Pull out every line from the listing that has the word "next".
(Available records begins)
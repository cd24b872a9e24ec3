//! Receipt uploads.
//!
//! An upload signs a destination with the API, writes the bytes straight to
//! the external object store, then attaches the returned object key to the
//! expense through the mutation coordinator. A failure after the transfer
//! leaves an orphan object, reported as [`UploadError::Attach`]. Orphans are
//! neither cleaned up nor retried automatically.

pub mod protocol;
pub mod session;

pub use protocol::{
    UploadError, UploadProtocol, UploadReceipt, UploadSettings, DEFAULT_CONTENT_TYPE,
    SIGN_RESOURCE,
};
pub use session::{content_type_for, LocalFile, Stage, UploadPhase, UploadSession};
//! Human-readable output for `c4 play`.

use c4_board::COLS;
use c4_mcts::MoveDecision;
use clap::ValueEnum;

/// How much `c4 play` prints.
#[derive(Clone, Copy, Debug, PartialEq, Eq, ValueEnum)]
#[value(rename_all = "PascalCase")]
pub enum ReportMode {
    /// Per-simulation trace, then column values and the move.
    Verbose,
    /// Column values and the move.
    Brief,
    /// Only the move.
    None,
}

impl ReportMode {
    /// Log filter used when `RUST_LOG` is not set.
    pub fn default_filter(self) -> &'static str {
        match self {
            ReportMode::Verbose => "warn,c4_mcts=trace",
            ReportMode::Brief | ReportMode::None => "warn",
        }
    }
}

/// Lines printed after a decision, columns numbered from 1.
pub fn render(decision: &MoveDecision, mode: ReportMode) -> Vec<String> {
    let mut lines = Vec::with_capacity(COLS + 1);
    if mode != ReportMode::None {
        for col in 0..COLS {
            lines.push(match decision.column_stats(col) {
                Some(stats) => format!("Column {}: {:.2}", col + 1, stats.mean_value),
                None => format!("Column {}: Null", col + 1),
            });
        }
    }
    lines.push(format!("FINAL Move selected: {}", decision.column + 1));
    lines
}
use thiserror::Error;

/// Errors that can occur while playing or searching Connect Four positions.
#[derive(Error, Debug, Clone, PartialEq, Eq)]
pub enum C4Error {
    #[error("Invalid move in column {column}: {reason}")]
    InvalidMove { column: usize, reason: &'static str },

    #[error("No legal moves available")]
    NoLegalMoves,

    #[error("Invalid state: {0}")]
    InvalidState(String),

    #[error("Parse error on line {line}: {message}")]
    Parse { line: usize, message: String },
}

/// Convenience Result type for Connect Four operations
pub type Result<T> = std::result::Result<T, C4Error>;
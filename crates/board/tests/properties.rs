//! Property-based tests for the board.
//!
//! Positions are generated by random legal play from the empty board, so
//! only reachable states are tested.

use c4_board::{GameState, COLS, ROWS};
use c4_core::{GameStatus, Player};
use proptest::prelude::*;
use rand::{Rng, SeedableRng};
use rand_chacha::ChaCha8Rng;

fn arb_player() -> impl Strategy<Value = Player> {
    prop_oneof![Just(Player::Red), Just(Player::Yellow)]
}

/// Play up to `max_moves` random legal moves, stopping at the first terminal state.
fn random_position(seed: u64, max_moves: usize, first: Player) -> GameState {
    let mut rng = ChaCha8Rng::seed_from_u64(seed);
    let mut state = GameState::new(first);
    for _ in 0..max_moves {
        if state.is_terminal() {
            break;
        }
        let moves = state.legal_moves();
        let col = moves[rng.gen_range(0..moves.len())];
        state.apply(col).unwrap();
    }
    state
}

fn arb_position() -> impl Strategy<Value = GameState> {
    (any::<u64>(), 0usize..ROWS * COLS, arb_player())
        .prop_map(|(seed, moves, first)| random_position(seed, moves, first))
}

/// Brute-force four-in-a-row search over every cell and direction.
fn has_four(state: &GameState, player: Player) -> bool {
    let dirs: [(isize, isize); 4] = [(0, 1), (1, 0), (1, 1), (1, -1)];
    for row in 0..ROWS as isize {
        for col in 0..COLS as isize {
            for (dr, dc) in dirs {
                let all = (0..4).all(|k| {
                    let (r, c) = (row + dr * k, col + dc * k);
                    (0..ROWS as isize).contains(&r)
                        && (0..COLS as isize).contains(&c)
                        && state.cell(r as usize, c as usize) == Some(player)
                });
                if all {
                    return true;
                }
            }
        }
    }
    false
}

proptest! {
    /// Undoing an apply restores every cell, the mover and the last placement.
    #[test]
    fn prop_apply_undo_roundtrip(state in arb_position()) {
        prop_assume!(!state.is_terminal());

        for col in state.legal_moves() {
            let mut scratch = state.clone();
            let placement = scratch.apply(col).unwrap();
            prop_assert_eq!(placement.column, col);
            prop_assert_eq!(placement.row, state.height(col));
            scratch.undo(placement).unwrap();
            prop_assert_eq!(&scratch, &state);
        }
    }

    /// Legal moves are exactly the non-full columns, ascending.
    #[test]
    fn prop_legal_moves_are_open_columns(state in arb_position()) {
        let expected: Vec<usize> = (0..COLS).filter(|&c| state.height(c) < ROWS).collect();
        prop_assert_eq!(state.legal_moves(), expected);
    }

    /// Turn alternates strictly and counts stay balanced.
    #[test]
    fn prop_turn_alternates(state in arb_position()) {
        let red = state.pieces_of(Player::Red);
        let yellow = state.pieces_of(Player::Yellow);
        prop_assert!(red.abs_diff(yellow) <= 1);
        prop_assert_eq!(red + yellow, state.piece_count());
        prop_assert!(state.validate().is_ok());
    }

    /// The localized check agrees with a brute-force scan.
    #[test]
    fn prop_status_matches_full_scan(state in arb_position()) {
        let red = has_four(&state, Player::Red);
        let yellow = has_four(&state, Player::Yellow);
        match state.status() {
            GameStatus::Win(player) => {
                prop_assert!(has_four(&state, player));
                prop_assert_eq!(Some(player), state.last_placement().and_then(|p| state.cell(p.row, p.column)));
            }
            GameStatus::Draw => {
                prop_assert!(!red && !yellow);
                prop_assert!(state.is_full());
            }
            GameStatus::Ongoing => {
                prop_assert!(!red && !yellow);
                prop_assert!(!state.is_full());
            }
        }
    }

    /// Reloading the rendered text yields the same board.
    #[test]
    fn prop_text_roundtrip(state in arb_position()) {
        let text = state.to_string();
        let rows: Vec<&str> = text.lines().collect();
        let reloaded = GameState::from_rows(&rows, state.current_player()).unwrap();
        prop_assert_eq!(reloaded.to_string(), text);
        prop_assert_eq!(reloaded.status(), state.status());
    }
}
//! Mutable Connect Four position with in-place apply/undo.
//!
//! The search keeps one `GameState` as a scratch board for a whole
//! move-selection call, so every placement must be reversible exactly.

use c4_core::{C4Error, GameStatus, Player, Result};
use std::fmt;

/// Number of rows on the board.
pub const ROWS: usize = 6;

/// Number of columns on the board.
pub const COLS: usize = 7;

/// Pieces in a row needed to win.
pub const CONNECT: usize = 4;

/// Line directions as (row step, column step): horizontal, vertical, diagonal /, diagonal \.
const DIRECTIONS: [(isize, isize); 4] = [(0, 1), (1, 0), (1, 1), (1, -1)];

/// Where a piece landed.
#[derive(Clone, Copy, PartialEq, Eq, Debug, Hash)]
pub struct Placement {
    pub column: usize,
    pub row: usize,
}

/// Connect Four board state.
///
/// Rows are indexed from the bottom:
/// ```text
/// row 5  . . . . . . .   <- top
/// ...
/// row 0  . . . . . . .   <- bottom
///        0 1 2 3 4 5 6   column
/// ```
#[derive(Clone, PartialEq, Eq, Hash)]
pub struct GameState {
    cells: [[Option<Player>; COLS]; ROWS],

    /// Number of pieces in each column.
    heights: [u8; COLS],

    to_move: Player,

    /// Placements made through `apply`, most recent last.
    history: Vec<Placement>,
}

impl GameState {
    /// Create an empty board with `to_move` to play first.
    pub fn new(to_move: Player) -> Self {
        Self {
            cells: [[None; COLS]; ROWS],
            heights: [0; COLS],
            to_move,
            history: Vec::with_capacity(ROWS * COLS),
        }
    }

    /// Build a state from bottom-first rows. Heights are derived from the cells;
    /// gravity and parity are checked by [`GameState::validate`], not here.
    pub(crate) fn from_cells(cells: [[Option<Player>; COLS]; ROWS], to_move: Player) -> Self {
        let mut heights = [0u8; COLS];
        for (col, height) in heights.iter_mut().enumerate() {
            *height = (0..ROWS).take_while(|&row| cells[row][col].is_some()).count() as u8;
        }
        Self {
            cells,
            heights,
            to_move,
            history: Vec::with_capacity(ROWS * COLS),
        }
    }

    /// Get the piece at (row, column), row 0 being the bottom.
    pub fn cell(&self, row: usize, column: usize) -> Option<Player> {
        self.cells.get(row).and_then(|r| r.get(column)).copied().flatten()
    }

    /// Number of pieces in a column.
    pub fn height(&self, column: usize) -> usize {
        self.heights[column] as usize
    }

    pub fn current_player(&self) -> Player {
        self.to_move
    }

    pub fn other_player(&self) -> Player {
        self.to_move.opposite()
    }

    /// The most recent placement made through `apply`, if any.
    pub fn last_placement(&self) -> Option<Placement> {
        self.history.last().copied()
    }

    /// Total pieces on the board.
    pub fn piece_count(&self) -> usize {
        self.heights.iter().map(|&h| h as usize).sum()
    }

    /// Pieces belonging to `player`.
    pub fn pieces_of(&self, player: Player) -> usize {
        self.cells
            .iter()
            .flatten()
            .filter(|&&cell| cell == Some(player))
            .count()
    }

    pub fn is_full(&self) -> bool {
        self.heights.iter().all(|&h| h as usize >= ROWS)
    }

    pub fn is_legal(&self, column: usize) -> bool {
        column < COLS && (self.heights[column] as usize) < ROWS
    }

    /// Columns that are not full, in ascending order.
    pub fn legal_moves(&self) -> Vec<usize> {
        (0..COLS).filter(|&col| self.is_legal(col)).collect()
    }

    /// Drop a piece for the player to move into `column`.
    ///
    /// # Errors
    /// Returns `C4Error::InvalidMove` if the column is out of range or full.
    pub fn apply(&mut self, column: usize) -> Result<Placement> {
        if column >= COLS {
            return Err(C4Error::InvalidMove {
                column,
                reason: "column out of range",
            });
        }
        let row = self.heights[column] as usize;
        if row >= ROWS {
            return Err(C4Error::InvalidMove {
                column,
                reason: "column is full",
            });
        }

        self.cells[row][column] = Some(self.to_move);
        self.heights[column] += 1;
        self.to_move = self.to_move.opposite();

        let placement = Placement { column, row };
        self.history.push(placement);
        Ok(placement)
    }

    /// Reverse the most recent `apply`.
    ///
    /// # Errors
    /// Returns `C4Error::InvalidMove` if `placement` is not the most recent
    /// placement; the state is left untouched in that case.
    pub fn undo(&mut self, placement: Placement) -> Result<()> {
        if self.history.last() != Some(&placement) {
            return Err(C4Error::InvalidMove {
                column: placement.column,
                reason: "not the most recent placement",
            });
        }
        self.history.pop();
        self.cells[placement.row][placement.column] = None;
        self.heights[placement.column] -= 1;
        self.to_move = self.to_move.opposite();
        Ok(())
    }

    /// Whether the game has ended.
    pub fn is_terminal(&self) -> bool {
        self.status().is_terminal()
    }

    /// Win, draw, or ongoing.
    ///
    /// After an `apply`, only the four lines through the last placement are
    /// examined. A state loaded from text has no last placement, so the whole
    /// board is scanned instead.
    pub fn status(&self) -> GameStatus {
        let winner = match self.last_placement() {
            Some(p) => self.winner_through(p.row, p.column),
            None => self.scan_for_winner(),
        };

        match winner {
            Some(player) => GameStatus::Win(player),
            None if self.is_full() => GameStatus::Draw,
            None => GameStatus::Ongoing,
        }
    }

    /// Check the four lines through (row, column) for `CONNECT` in a row.
    fn winner_through(&self, row: usize, column: usize) -> Option<Player> {
        let player = self.cells[row][column]?;

        for (dr, dc) in DIRECTIONS {
            let count = 1
                + self.run_length(row, column, dr, dc, player)
                + self.run_length(row, column, -dr, -dc, player);
            if count >= CONNECT {
                return Some(player);
            }
        }
        None
    }

    /// Count same-colored pieces walking away from (row, column), at most `CONNECT - 1`.
    fn run_length(&self, row: usize, column: usize, dr: isize, dc: isize, player: Player) -> usize {
        let mut count = 0;
        let (mut r, mut c) = (row as isize + dr, column as isize + dc);
        while count < CONNECT - 1
            && (0..ROWS as isize).contains(&r)
            && (0..COLS as isize).contains(&c)
            && self.cells[r as usize][c as usize] == Some(player)
        {
            count += 1;
            r += dr;
            c += dc;
        }
        count
    }

    fn scan_for_winner(&self) -> Option<Player> {
        (0..ROWS)
            .flat_map(|row| (0..COLS).map(move |col| (row, col)))
            .find_map(|(row, col)| self.winner_through(row, col))
    }

    /// Check that the position could arise in play.
    ///
    /// # Errors
    /// Returns `C4Error::InvalidState` if a piece floats above an empty cell
    /// or the players' piece counts differ by more than one.
    pub fn validate(&self) -> Result<()> {
        for col in 0..COLS {
            let height = self.heights[col] as usize;
            if let Some(row) = (height..ROWS).find(|&row| self.cells[row][col].is_some()) {
                return Err(C4Error::InvalidState(format!(
                    "floating piece at row {} column {}",
                    row, col
                )));
            }
        }

        let red = self.pieces_of(Player::Red);
        let yellow = self.pieces_of(Player::Yellow);
        if red.abs_diff(yellow) > 1 {
            return Err(C4Error::InvalidState(format!(
                "piece counts differ by more than one (R={}, Y={})",
                red, yellow
            )));
        }
        Ok(())
    }
}

impl fmt::Display for GameState {
    /// Renders seven-character rows, top row first, using `O` for empty cells.
    fn fmt(&self, f: &mut fmt::Formatter<'_>) -> fmt::Result {
        for row in (0..ROWS).rev() {
            for col in 0..COLS {
                let symbol = self.cells[row][col].map_or('O', Player::symbol);
                write!(f, "{}", symbol)?;
            }
            writeln!(f)?;
        }
        Ok(())
    }
}

impl fmt::Debug for GameState {
    fn fmt(&self, f: &mut fmt::Formatter<'_>) -> fmt::Result {
        writeln!(f, "GameState (to move: {})", self.to_move)?;
        write!(f, "{}", self)
    }
}

/// Return a new state with `column` played, leaving `state` untouched.
pub fn apply_move(state: &GameState, column: usize) -> Result<GameState> {
    let mut next = state.clone();
    next.apply(column)?;
    Ok(next)
}

/// Terminal check for drivers that hold a state between moves.
pub fn check_terminal(state: &GameState) -> GameStatus {
    state.status()
}
//! Move-selection algorithms and their tree-descent rules.
//!
//! - **UR** picks a legal root move uniformly at random and never builds a tree.
//! - **PMCGS** descends by uniformly random legal moves, expanding the chosen move if it has no child.
//! - **UCT** expands a random missing child while any remain, then follows UCB1.

use crate::node::NodeId;
use crate::tree::Tree;
use c4_core::C4Error;
use rand::Rng;
use serde::{Deserialize, Serialize};
use std::fmt;
use std::str::FromStr;
use tracing::{trace, Level};

/// Algorithm requested for a move decision.
#[derive(Clone, Copy, Debug, PartialEq, Eq, Hash, Serialize, Deserialize)]
pub enum Algorithm {
    #[serde(rename = "UR")]
    UniformRandom,
    #[serde(rename = "PMCGS")]
    Pmcgs,
    #[serde(rename = "UCT")]
    Uct,
}

impl Algorithm {
    pub const ALL: [Algorithm; 3] = [Algorithm::UniformRandom, Algorithm::Pmcgs, Algorithm::Uct];

    /// Tag used in request files and on the command line.
    pub fn tag(self) -> &'static str {
        match self {
            Algorithm::UniformRandom => "UR",
            Algorithm::Pmcgs => "PMCGS",
            Algorithm::Uct => "UCT",
        }
    }

    /// Descent rule for tree-building algorithms, `None` for UR.
    pub fn tree_policy(self, exploration: f64) -> Option<TreePolicy> {
        match self {
            Algorithm::UniformRandom => None,
            Algorithm::Pmcgs => Some(TreePolicy::Random),
            Algorithm::Uct => Some(TreePolicy::Ucb { exploration }),
        }
    }
}

impl fmt::Display for Algorithm {
    fn fmt(&self, f: &mut fmt::Formatter<'_>) -> fmt::Result {
        write!(f, "{}", self.tag())
    }
}

impl FromStr for Algorithm {
    type Err = C4Error;

    fn from_str(s: &str) -> Result<Self, Self::Err> {
        let s = s.trim();
        Algorithm::ALL
            .into_iter()
            .find(|a| a.tag().eq_ignore_ascii_case(s))
            .ok_or_else(|| C4Error::Parse {
                line: 1,
                message: format!("unknown algorithm '{}', expected UR, PMCGS or UCT", s),
            })
    }
}

/// One step of tree descent.
#[derive(Clone, Copy, Debug, PartialEq, Eq)]
pub enum Descent {
    /// Move into an existing child.
    Follow(usize, NodeId),
    /// Create the child for this column and stop descending.
    Expand(usize),
}

/// How a simulation chooses its move at each tree node.
#[derive(Clone, Copy, Debug, PartialEq)]
pub enum TreePolicy {
    /// Uniformly random legal move (PMCGS).
    Random,
    /// Expansion first, then UCB1 with the given exploration constant (UCT).
    Ucb { exploration: f64 },
}

impl TreePolicy {
    /// Choose the next step at `id`. Returns `None` for nodes without legal moves.
    pub fn choose<R: Rng>(&self, tree: &Tree, id: NodeId, rng: &mut R) -> Option<Descent> {
        let node = tree.get(id);
        if node.legal.is_empty() {
            return None;
        }
        trace!(wi = node.stats.reward_sum, ni = node.stats.visits, "descent");

        match *self {
            TreePolicy::Random => {
                if node.is_fully_expanded() {
                    return tree
                        .select_random_child(id, rng)
                        .map(|(col, child)| Descent::Follow(col, child));
                }
                let col = node.legal[rng.gen_range(0..node.legal.len())];
                Some(match node.child(col) {
                    Some(child) => Descent::Follow(col, child),
                    None => Descent::Expand(col),
                })
            }
            TreePolicy::Ucb { exploration } => {
                let unexpanded = node.unexpanded();
                if !unexpanded.is_empty() {
                    return Some(Descent::Expand(unexpanded[rng.gen_range(0..unexpanded.len())]));
                }
                if tracing::enabled!(Level::TRACE) {
                    for (col, score) in tree.ucb_scores(id, exploration) {
                        trace!(column = col + 1, ucb = score, "V");
                    }
                }
                tree.select_uct_child(id, exploration)
                    .map(|(col, child)| Descent::Follow(col, child))
            }
        }
    }
}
(Available records ends)
■ **Written solution**
    let mut next = state.clone();
    next.apply(column)?;
    Ok(next)
    /// Choose the next step at `id`. Returns `None` for nodes without legal moves.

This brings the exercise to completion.